Input:
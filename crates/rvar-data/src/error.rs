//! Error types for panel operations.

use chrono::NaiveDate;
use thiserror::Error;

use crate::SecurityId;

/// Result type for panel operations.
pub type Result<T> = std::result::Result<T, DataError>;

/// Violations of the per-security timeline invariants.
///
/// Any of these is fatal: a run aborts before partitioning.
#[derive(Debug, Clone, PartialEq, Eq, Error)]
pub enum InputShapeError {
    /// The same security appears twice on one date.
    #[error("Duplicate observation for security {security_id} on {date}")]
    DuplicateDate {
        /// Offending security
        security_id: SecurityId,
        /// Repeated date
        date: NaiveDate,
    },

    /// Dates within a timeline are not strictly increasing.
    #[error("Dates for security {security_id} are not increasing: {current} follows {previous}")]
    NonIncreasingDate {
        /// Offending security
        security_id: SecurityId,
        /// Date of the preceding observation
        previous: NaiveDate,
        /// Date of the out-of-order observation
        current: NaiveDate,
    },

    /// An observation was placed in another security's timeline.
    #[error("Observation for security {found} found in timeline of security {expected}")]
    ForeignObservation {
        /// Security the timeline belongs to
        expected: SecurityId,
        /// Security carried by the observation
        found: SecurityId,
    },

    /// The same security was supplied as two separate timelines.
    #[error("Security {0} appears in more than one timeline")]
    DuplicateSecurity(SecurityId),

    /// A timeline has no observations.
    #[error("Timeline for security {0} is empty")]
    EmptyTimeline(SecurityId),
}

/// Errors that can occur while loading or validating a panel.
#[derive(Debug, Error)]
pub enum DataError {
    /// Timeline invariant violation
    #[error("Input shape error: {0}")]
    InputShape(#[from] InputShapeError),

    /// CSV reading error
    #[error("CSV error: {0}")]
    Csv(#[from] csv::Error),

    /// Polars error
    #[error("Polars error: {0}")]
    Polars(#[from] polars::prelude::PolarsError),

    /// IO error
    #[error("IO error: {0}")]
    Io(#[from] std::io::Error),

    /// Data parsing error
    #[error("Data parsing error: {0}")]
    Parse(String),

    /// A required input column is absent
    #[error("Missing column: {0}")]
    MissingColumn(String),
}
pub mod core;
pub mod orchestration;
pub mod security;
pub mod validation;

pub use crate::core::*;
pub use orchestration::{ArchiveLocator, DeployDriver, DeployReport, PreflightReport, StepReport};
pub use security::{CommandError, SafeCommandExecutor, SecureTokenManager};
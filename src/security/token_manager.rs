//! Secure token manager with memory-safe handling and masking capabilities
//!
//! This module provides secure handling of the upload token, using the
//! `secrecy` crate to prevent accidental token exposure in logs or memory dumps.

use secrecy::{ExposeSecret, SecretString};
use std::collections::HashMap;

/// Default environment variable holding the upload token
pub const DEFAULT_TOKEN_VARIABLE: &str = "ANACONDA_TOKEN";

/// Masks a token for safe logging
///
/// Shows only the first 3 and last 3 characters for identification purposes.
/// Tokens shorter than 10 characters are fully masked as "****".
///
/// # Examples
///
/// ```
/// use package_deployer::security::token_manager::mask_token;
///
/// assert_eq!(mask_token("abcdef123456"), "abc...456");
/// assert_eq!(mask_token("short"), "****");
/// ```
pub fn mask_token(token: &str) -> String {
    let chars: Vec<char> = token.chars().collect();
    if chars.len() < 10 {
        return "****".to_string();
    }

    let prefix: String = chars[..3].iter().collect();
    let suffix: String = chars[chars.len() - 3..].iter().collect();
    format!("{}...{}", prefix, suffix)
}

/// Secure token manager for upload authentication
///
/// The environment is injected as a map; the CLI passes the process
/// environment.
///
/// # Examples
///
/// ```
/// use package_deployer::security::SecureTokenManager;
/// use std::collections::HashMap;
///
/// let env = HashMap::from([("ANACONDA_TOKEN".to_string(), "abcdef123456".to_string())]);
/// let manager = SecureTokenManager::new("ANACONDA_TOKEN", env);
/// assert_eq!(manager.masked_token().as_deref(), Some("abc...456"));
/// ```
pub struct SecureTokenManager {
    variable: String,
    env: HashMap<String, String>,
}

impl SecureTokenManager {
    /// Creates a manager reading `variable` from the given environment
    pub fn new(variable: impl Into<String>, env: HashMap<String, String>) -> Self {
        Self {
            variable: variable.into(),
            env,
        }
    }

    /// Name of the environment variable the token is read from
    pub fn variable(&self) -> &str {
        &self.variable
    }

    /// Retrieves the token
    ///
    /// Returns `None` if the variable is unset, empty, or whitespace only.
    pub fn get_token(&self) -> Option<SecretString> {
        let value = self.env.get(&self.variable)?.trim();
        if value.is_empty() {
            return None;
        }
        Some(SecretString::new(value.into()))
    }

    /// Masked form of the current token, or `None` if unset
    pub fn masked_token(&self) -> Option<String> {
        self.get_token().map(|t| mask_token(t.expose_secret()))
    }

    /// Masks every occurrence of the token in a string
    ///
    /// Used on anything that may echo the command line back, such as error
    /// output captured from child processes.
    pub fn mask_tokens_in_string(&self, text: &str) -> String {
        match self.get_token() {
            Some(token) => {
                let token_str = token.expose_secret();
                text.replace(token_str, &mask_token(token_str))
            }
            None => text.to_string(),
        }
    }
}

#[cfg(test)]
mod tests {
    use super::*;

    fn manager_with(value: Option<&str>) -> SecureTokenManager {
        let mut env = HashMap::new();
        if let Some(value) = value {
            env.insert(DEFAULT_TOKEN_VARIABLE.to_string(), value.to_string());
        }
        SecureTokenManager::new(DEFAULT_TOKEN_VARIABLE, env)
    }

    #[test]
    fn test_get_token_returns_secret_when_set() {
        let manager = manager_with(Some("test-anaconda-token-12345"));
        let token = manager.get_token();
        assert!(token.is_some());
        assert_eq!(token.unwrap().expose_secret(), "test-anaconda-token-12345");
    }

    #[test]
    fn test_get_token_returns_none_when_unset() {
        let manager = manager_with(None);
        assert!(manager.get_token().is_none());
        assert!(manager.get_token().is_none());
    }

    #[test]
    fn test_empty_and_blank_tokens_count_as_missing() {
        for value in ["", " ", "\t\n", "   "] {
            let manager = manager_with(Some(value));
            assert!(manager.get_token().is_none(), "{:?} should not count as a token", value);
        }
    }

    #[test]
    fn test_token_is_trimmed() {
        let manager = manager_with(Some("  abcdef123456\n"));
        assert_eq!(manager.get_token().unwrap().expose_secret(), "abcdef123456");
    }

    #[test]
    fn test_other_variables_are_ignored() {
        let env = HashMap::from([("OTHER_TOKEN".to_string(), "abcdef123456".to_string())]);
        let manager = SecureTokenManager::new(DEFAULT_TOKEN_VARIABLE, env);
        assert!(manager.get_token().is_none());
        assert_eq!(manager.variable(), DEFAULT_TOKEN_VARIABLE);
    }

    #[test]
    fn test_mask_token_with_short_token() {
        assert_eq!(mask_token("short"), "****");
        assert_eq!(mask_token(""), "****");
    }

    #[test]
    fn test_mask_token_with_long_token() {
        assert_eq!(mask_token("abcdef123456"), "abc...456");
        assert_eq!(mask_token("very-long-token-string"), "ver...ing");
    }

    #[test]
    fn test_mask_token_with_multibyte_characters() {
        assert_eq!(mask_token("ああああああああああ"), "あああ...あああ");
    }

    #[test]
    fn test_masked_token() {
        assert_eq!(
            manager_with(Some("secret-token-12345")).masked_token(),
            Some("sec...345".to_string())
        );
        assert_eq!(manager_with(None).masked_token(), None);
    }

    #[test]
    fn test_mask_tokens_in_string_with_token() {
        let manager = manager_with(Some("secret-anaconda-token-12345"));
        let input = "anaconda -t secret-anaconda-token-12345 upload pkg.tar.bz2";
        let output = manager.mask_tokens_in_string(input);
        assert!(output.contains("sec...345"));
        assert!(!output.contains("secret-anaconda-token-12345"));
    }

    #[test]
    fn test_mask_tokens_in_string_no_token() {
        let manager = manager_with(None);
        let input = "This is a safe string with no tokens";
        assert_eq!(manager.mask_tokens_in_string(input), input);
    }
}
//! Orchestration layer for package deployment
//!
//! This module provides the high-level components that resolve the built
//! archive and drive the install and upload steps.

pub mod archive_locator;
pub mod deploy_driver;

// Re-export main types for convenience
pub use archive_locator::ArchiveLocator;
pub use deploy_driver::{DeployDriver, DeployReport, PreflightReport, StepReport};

What you need to do: Every line above in which the word "Masks" is present must be copied into the answer.

Task answer:
/// Masks a token for safe logging
    /// Masks every occurrence of the token in a string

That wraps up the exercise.